▶ What the exercise asks
Could you retype, exactly as written, every line from the top of the records through the line that contains "or intersection id"?

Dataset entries
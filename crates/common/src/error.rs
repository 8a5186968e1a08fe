//! Error types for the Crosslight core
//!
//! ## Table of Contents
//! - **Error**: failure conditions surfaced to the transport layer
//! - **Result**: Type alias for `Result<T, Error>`

use thiserror::Error;

/// Result type alias for core operations
pub type Result<T> = std::result::Result<T, Error>;

/// Failure conditions of the core.
///
/// None of these are fatal. Every operation either succeeds or reports
/// exactly one of them to its caller.
#[derive(Error, Debug, Clone, PartialEq, Eq)]
pub enum Error {
    /// Malformed input to an operation that validates its arguments
    #[error("invalid argument: {0}")]
    InvalidArgument(String),

    /// Unknown agent or intersection id
    #[error("not found: {0}")]
    NotFound(String),
}
// =============================================================================
// Crosslight Backend - API Server Entry Point
// =============================================================================
// Table of Contents:
// 1. Imports
// 2. Application State
// 3. Main Entry Point
// 4. Router Setup
// =============================================================================

mod config;
mod error;
mod intersections;
mod locations;
mod signals;

use axum::{
    routing::{delete, get},
    Json, Router,
};
use crosslight_common::{spawn_staleness_sweep, IntersectionRegistry, LocationStore};
use std::sync::Arc;
use tower_http::cors::{Any, CorsLayer};
use tower_http::trace::TraceLayer;
use tracing_subscriber::{layer::SubscriberExt, util::SubscriberInitExt};

use crate::config::Config;

// -----------------------------------------------------------------------------
// 2. Application State
// -----------------------------------------------------------------------------

/// Shared application state. All state lives in memory and is lost on restart.
#[derive(Clone, Default)]
pub struct AppState {
    pub locations: Arc<LocationStore>,
    pub intersections: Arc<IntersectionRegistry>,
}

impl AppState {
    pub fn new() -> Self {
        Self::default()
    }
}

// -----------------------------------------------------------------------------
// 3. Main Entry Point
// -----------------------------------------------------------------------------

#[tokio::main]
async fn main() -> Result<(), Box<dyn std::error::Error>> {
    // Load .env before the filter reads RUST_LOG
    if dotenvy::dotenv().is_err() {
        let _ = dotenvy::from_filename("crates/backend/.env");
    }

    // Initialize logging
    tracing_subscriber::registry()
        .with(tracing_subscriber::EnvFilter::new(
            std::env::var("RUST_LOG").unwrap_or_else(|_| "info".into()),
        ))
        .with(tracing_subscriber::fmt::layer())
        .init();

    // Load configuration
    let config = Config::from_env()?;
    let bind_addr = config.bind_address.clone();
    let sweep_config = config.sweep_config();

    let state = AppState::new();

    // Staleness sweep runs for the lifetime of the process
    let _sweep = spawn_staleness_sweep(Arc::clone(&state.locations), sweep_config);

    // Build router
    let app = create_router(state);

    // Start server
    let listener = tokio::net::TcpListener::bind(&bind_addr).await?;
    tracing::info!("🚦 Crosslight API Server running on http://{}", bind_addr);

    axum::serve(listener, app).await?;

    Ok(())
}

// -----------------------------------------------------------------------------
// 4. Router Setup
// -----------------------------------------------------------------------------

fn create_router(state: AppState) -> Router {
    // CORS configuration
    let cors = CorsLayer::new()
        .allow_origin(Any)
        .allow_methods(Any)
        .allow_headers(Any);

    Router::new()
        // Health checks
        .route("/health", get(|| async { "OK" }))
        .route("/login", get(login_probe))
        // Locations API
        .route(
            "/api/location",
            get(locations::location_probe).post(locations::report_location),
        )
        .route("/api/locations", get(locations::list_locations))
        .route("/api/locations/:id", delete(locations::delete_location))
        // Intersections API
        .route(
            "/intersections",
            get(intersections::list_intersections).post(intersections::create_intersection),
        )
        .route("/intersections/:id", delete(intersections::delete_intersection))
        // Signals API
        .route("/api/signal/:id", get(signals::get_signal))
        .route("/api/signals", get(signals::get_all_signals))
        // Middleware
        .layer(TraceLayer::new_for_http())
        .layer(cors)
        .with_state(state)
}

async fn login_probe() -> Json<serde_json::Value> {
    Json(serde_json::json!({
        "status": "ok",
        "message": "Login OK - server active",
    }))
}
//! # Signal Engine
//!
//! Derives a per-agent traffic-signal color from one snapshot of the
//! location store and the intersection registry.
//!
//! ## Decision
//! ```text
//! agent ──► first nearby intersection (registry order) ──► none if absent
//!                       │
//!                       ▼
//!        other agents within radius of it ──► green if absent
//!                       │
//!                       ▼
//!   any bearing pair crossing? ──► red, otherwise green
//! ```
//!
//! The first nearby intersection is chosen by registry order, not by
//! distance. Agents beyond the first intersection are never considered.
//!
//! ## Table of Contents
//! 1. SignalColor / SignalResponse
//! 2. Snapshot
//! 3. Crossing predicate
//! 4. Per-agent and batch decisions

use std::collections::{BTreeMap, HashMap};

use serde::{Deserialize, Serialize};

use crate::error::{Error, Result};
use crate::geo::GeoPoint;
use crate::intersection::{Intersection, IntersectionRegistry};
use crate::location::{LocationSample, LocationStore};

// ============================================================================
// 1. SignalColor / SignalResponse
// ============================================================================

/// Signal shown to an agent
#[derive(Debug, Clone, Copy, PartialEq, Eq, Hash, Serialize, Deserialize)]
#[serde(rename_all = "lowercase")]
pub enum SignalColor {
    /// Proceed: at an intersection with no conflicting approach
    Green,
    /// Yield: another agent approaches the same intersection on a crossing path
    Red,
    /// Not at any intersection
    None,
}

/// Wire shape of a signal result: `{ "color": "green" }`
#[derive(Debug, Clone, Copy, PartialEq, Eq, Serialize, Deserialize)]
pub struct SignalResponse {
    pub color: SignalColor,
}

impl From<SignalColor> for SignalResponse {
    fn from(color: SignalColor) -> Self {
        Self { color }
    }
}

/// A color together with what it was derived from
#[derive(Debug, Clone, PartialEq, Serialize, Deserialize)]
#[serde(rename_all = "camelCase")]
pub struct SignalDecision {
    pub color: SignalColor,
    /// Selected intersection, if the agent was near one
    pub intersection_id: Option<u64>,
    /// Other agents within radius of the selected intersection
    pub co_present: Vec<String>,
    /// First co-present agent whose path crosses this one
    pub conflicting_agent: Option<String>,
}

// ============================================================================
// 2. Snapshot
// ============================================================================

/// Point-in-time copy of both stores. The engine only ever reads this.
#[derive(Debug, Clone, Default)]
pub struct Snapshot {
    pub locations: HashMap<String, LocationSample>,
    pub intersections: Vec<Intersection>,
}

impl Snapshot {
    pub fn new(locations: HashMap<String, LocationSample>, intersections: Vec<Intersection>) -> Self {
        Self { locations, intersections }
    }

    /// Copy both stores. Each copy is taken under its own lock.
    pub fn capture(locations: &LocationStore, intersections: &IntersectionRegistry) -> Self {
        Self {
            locations: locations.list_all(),
            intersections: intersections.list_all(),
        }
    }

    /// First intersection in registry order within radius of `point`
    fn first_nearby(&self, point: &GeoPoint) -> Option<&Intersection> {
        self.intersections
            .iter()
            .find(|i| point.is_near(&i.position()))
    }

    /// Agents other than `agent_id` within radius of `intersection`
    fn co_present<'a>(
        &'a self,
        agent_id: &'a str,
        intersection: &'a GeoPoint,
    ) -> impl Iterator<Item = &'a LocationSample> + 'a {
        self.locations.values().filter(move |other| {
            other.id != agent_id && other.position().is_near(intersection)
        })
    }
}

// ============================================================================
// 3. Crossing predicate
// ============================================================================

/// Whether two bearings toward the same point describe crossing paths.
///
/// Roughly perpendicular approaches, in either rotational sense, cross.
/// Near-parallel (difference near 0 or 360) and near-opposite (near 180)
/// approaches do not.
pub fn trajectories_cross(bearing_a: f64, bearing_b: f64) -> bool {
    let d = (bearing_a - bearing_b).abs();
    (d > 45.0 && d < 135.0) || (d > 225.0 && d < 315.0)
}

// ============================================================================
// 4. Per-agent and batch decisions
// ============================================================================

/// Full decision for one agent.
///
/// Fails with [`Error::NotFound`] when the agent has no sample.
pub fn decide(snapshot: &Snapshot, agent_id: &str) -> Result<SignalDecision> {
    let agent = snapshot
        .locations
        .get(agent_id)
        .ok_or_else(|| Error::NotFound(format!("no location for agent '{agent_id}'")))?;
    let position = agent.position();

    let Some(intersection) = snapshot.first_nearby(&position) else {
        return Ok(SignalDecision {
            color: SignalColor::None,
            intersection_id: None,
            co_present: Vec::new(),
            conflicting_agent: None,
        });
    };
    let target = intersection.position();

    let mut co_present: Vec<&LocationSample> = snapshot.co_present(agent_id, &target).collect();
    co_present.sort_by(|a, b| a.id.cmp(&b.id));

    let own_bearing = position.bearing_to(&target);
    let conflicting_agent = co_present
        .iter()
        .find(|other| trajectories_cross(own_bearing, other.position().bearing_to(&target)))
        .map(|other| other.id.clone());

    let color = if conflicting_agent.is_some() {
        SignalColor::Red
    } else {
        SignalColor::Green
    };

    Ok(SignalDecision {
        color,
        intersection_id: Some(intersection.id),
        co_present: co_present.into_iter().map(|s| s.id.clone()).collect(),
        conflicting_agent,
    })
}

/// Signal color for one agent
pub fn color_for(snapshot: &Snapshot, agent_id: &str) -> Result<SignalColor> {
    decide(snapshot, agent_id).map(|d| d.color)
}

/// Signal color for every agent in the snapshot.
///
/// Identical to calling [`color_for`] once per agent on the same snapshot.
pub fn color_for_all(snapshot: &Snapshot) -> BTreeMap<String, SignalColor> {
    snapshot
        .locations
        .keys()
        .filter_map(|id| color_for(snapshot, id).ok().map(|color| (id.clone(), color)))
        .collect()
}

▶ Reply
filename crates/common/src/error.rs
repository 8a5186968e1a08fe
//! Error types for the Crosslight core
//!
//! ## Table of Contents
//! - **Error**: failure conditions surfaced to the transport layer
//! - **Result**: Type alias for `Result<T, Error>`

use thiserror::Error;

/// Result type alias for core operations
pub type Result<T> = std::result::Result<T, Error>;

/// Failure conditions of the core.
///
/// None of these are fatal. Every operation either succeeds or reports
/// exactly one of them to its caller.
#[derive(Error, Debug, Clone, PartialEq, Eq)]
pub enum Error {
    /// Malformed input to an operation that validates its arguments
    #[error("invalid argument: {0}")]
    InvalidArgument(String),

    /// Unknown agent or intersection id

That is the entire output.